After finding the line with "the file path" in the data below, set down exactly each line through the one with "parent directory exists", inclusive, and stop there.

━━━

//! File operations

use std::path::{Path, PathBuf};

use serde::de::DeserializeOwned;
use tokio::fs;
use tokio::io::{AsyncReadExt, AsyncWriteExt};

use crate::errors::HookError;

/// A file wrapper with path
#[derive(Debug, Clone)]
pub struct File {
    path: PathBuf,
}

impl File {
    /// Create a new file reference
    pub fn new(path: impl Into<PathBuf>) -> Self {
        Self { path: path.into() }
    }

    /// Get the file path
    pub fn path(&self) -> &Path {
        &self.path
    }

    /// Check if the file exists
    pub async fn exists(&self) -> bool {
        fs::metadata(&self.path).await.is_ok()
    }

    /// Read file contents as string
    pub async fn read_string(&self) -> Result<String, HookError> {
        let mut file = fs::File::open(&self.path).await?;
        let mut contents = String::new();
        file.read_to_string(&mut contents).await?;
        Ok(contents)
    }

    /// Read file as a YAML document
    pub async fn read_yaml<T: DeserializeOwned>(&self) -> Result<T, HookError> {
        let contents = self.read_string().await?;
        let value = serde_yaml::from_str(&contents)?;
        Ok(value)
    }

    /// Read file as JSON
    pub async fn read_json<T: DeserializeOwned>(&self) -> Result<T, HookError> {
        let contents = self.read_string().await?;
        let value = serde_json::from_str(&contents)?;
        Ok(value)
    }

    /// Write string to file
    pub async fn write_string(&self, contents: &str) -> Result<(), HookError> {
        // Ensure parent directory exists
        if let Some(parent) = self.path.parent() {
            fs::create_dir_all(parent).await?;
        }

        let mut file = fs::File::create(&self.path).await?;
        file.write_all(contents.as_bytes()).await?;
        file.sync_all().await?;
        Ok(())
    }
}
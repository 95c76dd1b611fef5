//! Error types for the hookd daemon

use thiserror::Error;

/// Main error type for the hookd daemon
#[derive(Error, Debug)]
pub enum HookError {
    #[error("IO error: {0}")]
    IoError(#[from] std::io::Error),

    #[error("JSON error: {0}")]
    JsonError(#[from] serde_json::Error),

    #[error("YAML error: {0}")]
    YamlError(#[from] serde_yaml::Error),

    #[error("Authentication error: {0}")]
    AuthError(String),

    #[error("Configuration error: {0}")]
    ConfigError(String),

    #[error("Lock error: {0}")]
    LockError(String),

    #[error("Deployment error: {0}")]
    DeployError(String),

    #[error("Server error: {0}")]
    ServerError(String),

    #[error("Shutdown error: {0}")]
    ShutdownError(String),
}
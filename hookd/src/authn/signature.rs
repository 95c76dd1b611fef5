//! Webhook signature verification
//!
//! Inbound requests carry an HMAC-SHA256 of the raw body in the
//! `X-Hub-Signature-256` header, keyed by the shared webhook secret.

use hmac::{Hmac, Mac};
use sha2::Sha256;

use crate::errors::HookError;

type HmacSha256 = Hmac<Sha256>;

/// Header carrying the body signature
pub const SIGNATURE_HEADER: &str = "X-Hub-Signature-256";

const SIGNATURE_PREFIX: &str = "sha256=";

/// Compute the `sha256=<hex>` signature of a request body
pub fn compute_signature(secret: &str, body: &[u8]) -> Result<String, HookError> {
    let mut mac = new_mac(secret)?;
    mac.update(body);
    let digest = mac.finalize().into_bytes();
    Ok(format!("{}{}", SIGNATURE_PREFIX, hex::encode(digest)))
}

/// Verify a `sha256=<hex>` signature against the raw request body.
///
/// Comparison happens on the decoded digest via `Mac::verify_slice`,
/// which is constant-time.
pub fn verify_signature(secret: &str, body: &[u8], signature: &str) -> Result<(), HookError> {
    let hex_digest = signature
        .strip_prefix(SIGNATURE_PREFIX)
        .ok_or_else(|| HookError::AuthError("invalid signature".to_string()))?;

    let digest = hex::decode(hex_digest)
        .ok_or_else(|| HookError::AuthError("invalid signature".to_string()))?;

    let mut mac = new_mac(secret)?;
    mac.update(body);
    mac.verify_slice(&digest)
        .map_err(|_| HookError::AuthError("invalid signature".to_string()))
}

fn new_mac(secret: &str) -> Result<HmacSha256, HookError> {
    HmacSha256::new_from_slice(secret.as_bytes())
        .map_err(|_| HookError::AuthError("failed to initialize hmac".to_string()))
}

/// Hex encoding utilities
mod hex {
    const HEX_CHARS: &[u8; 16] = b"0123456789abcdef";

    pub fn encode(data: impl AsRef<[u8]>) -> String {
        let data = data.as_ref();
        let mut result = String::with_capacity(data.len() * 2);
        for byte in data {
            result.push(HEX_CHARS[(byte >> 4) as usize] as char);
            result.push(HEX_CHARS[(byte & 0x0f) as usize] as char);
        }
        result
    }

    pub fn decode(s: &str) -> Option<Vec<u8>> {
        if s.len() % 2 != 0 || !s.bytes().all(|b| b.is_ascii_hexdigit()) {
            return None;
        }
        (0..s.len())
            .step_by(2)
            .map(|i| u8::from_str_radix(&s[i..i + 2], 16).ok())
            .collect()
    }
}
//! Shared test fixtures

use std::sync::Arc;
use std::time::Duration;

use axum::body::{Body, Bytes};
use axum::http::{Request, Response, StatusCode};
use axum::Router;
use http_body_util::BodyExt;
use secrecy::SecretString;
use tempfile::TempDir;

use hookd::authn::signature::{compute_signature, SIGNATURE_HEADER};
use hookd::deploy::coordinator::Coordinator;
use hookd::deploy::lock::DeployLock;
use hookd::deploy::supervisor::{DeployOptions, Supervisor};
use hookd::filesys::dir::Dir;
use hookd::registry::Registry;
use hookd::server::serve::router;
use hookd::server::state::ServerState;

pub const SECRET: &str = "test-secret";

pub struct TestServer {
    pub router: Router,
    pub lock: Arc<DeployLock>,
    pub registry: Arc<Registry>,
    pub dir: TempDir,
}

impl TestServer {
    pub fn config_dir(&self) -> std::path::PathBuf {
        self.dir.path().join("projects")
    }

    pub fn lock_dir(&self) -> std::path::PathBuf {
        self.dir.path().join("deploy.lock")
    }
}

/// Build a router over temp dirs: `configs` are (file name, YAML text)
/// pairs and `script` is the deploy script body run via /bin/bash.
pub async fn test_server(configs: &[(&str, &str)], script: &str) -> TestServer {
    let dir = TempDir::new().unwrap();

    let config_dir = dir.path().join("projects");
    std::fs::create_dir_all(&config_dir).unwrap();
    for (name, contents) in configs {
        std::fs::write(config_dir.join(name), contents).unwrap();
    }

    let script_path = dir.path().join("deploy.sh");
    std::fs::write(&script_path, script).unwrap();

    let hosting_dir = dir.path().join("hosting");
    std::fs::create_dir_all(&hosting_dir).unwrap();

    let lock_dir = dir.path().join("deploy.lock");

    let registry = Arc::new(Registry::load(Dir::new(&config_dir)).await.unwrap());
    let lock = Arc::new(DeployLock::new(&lock_dir));
    let supervisor = Supervisor::new(
        DeployOptions {
            hosting_dir,
            deploy_script: script_path,
            timeout: Duration::from_secs(10),
        },
        lock.clone(),
    );
    let coordinator = Coordinator::new(registry.clone(), lock.clone(), supervisor);
    let state = Arc::new(ServerState::new(
        registry.clone(),
        lock.clone(),
        coordinator,
        SecretString::from(SECRET.to_string()),
    ));

    TestServer {
        router: router(state),
        lock,
        registry,
        dir,
    }
}

pub fn get(uri: &str) -> Request<Body> {
    Request::builder().uri(uri).body(Body::empty()).unwrap()
}

pub fn signed_get(uri: &str, secret: &str) -> Request<Body> {
    let signature = compute_signature(secret, b"").unwrap();
    Request::builder()
        .uri(uri)
        .header(SIGNATURE_HEADER, signature)
        .body(Body::empty())
        .unwrap()
}

pub fn signed_post(uri: &str, secret: &str, body: &[u8]) -> Request<Body> {
    let signature = compute_signature(secret, body).unwrap();
    Request::builder()
        .method("POST")
        .uri(uri)
        .header(SIGNATURE_HEADER, signature)
        .header("content-type", "application/json")
        .body(Body::from(Bytes::copy_from_slice(body)))
        .unwrap()
}

pub async fn body_json(response: Response<Body>) -> serde_json::Value {
    let bytes = response.into_body().collect().await.unwrap().to_bytes();
    serde_json::from_slice(&bytes).unwrap()
}

pub async fn expect_json(response: Response<Body>, status: StatusCode) -> serde_json::Value {
    assert_eq!(response.status(), status);
    body_json(response).await
}

/// Wait for the lock to return to idle; panics if it never does
pub async fn await_idle(lock: &DeployLock, deadline: Duration) {
    let start = std::time::Instant::now();
    loop {
        if matches!(lock.status().await, hookd::deploy::lock::LockStatus::Idle) {
            return;
        }
        if start.elapsed() > deadline {
            panic!("lock did not return to idle within {:?}", deadline);
        }
        tokio::time::sleep(Duration::from_millis(50)).await;
    }
}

━━━

## RESPONSE TO THIS TASK
    /// Get the file path
    pub fn path(&self) -> &Path {
        &self.path
    }

    /// Check if the file exists
    pub async fn exists(&self) -> bool {
        fs::metadata(&self.path).await.is_ok()
    }

    /// Read file contents as string
    pub async fn read_string(&self) -> Result<String, HookError> {
        let mut file = fs::File::open(&self.path).await?;
        let mut contents = String::new();
        file.read_to_string(&mut contents).await?;
        Ok(contents)
    }

    /// Read file as a YAML document
    pub async fn read_yaml<T: DeserializeOwned>(&self) -> Result<T, HookError> {
        let contents = self.read_string().await?;
        let value = serde_yaml::from_str(&contents)?;
        Ok(value)
    }

    /// Read file as JSON
    pub async fn read_json<T: DeserializeOwned>(&self) -> Result<T, HookError> {
        let contents = self.read_string().await?;
        let value = serde_json::from_str(&contents)?;
        Ok(value)
    }

    /// Write string to file
    pub async fn write_string(&self, contents: &str) -> Result<(), HookError> {
        // Ensure parent directory exists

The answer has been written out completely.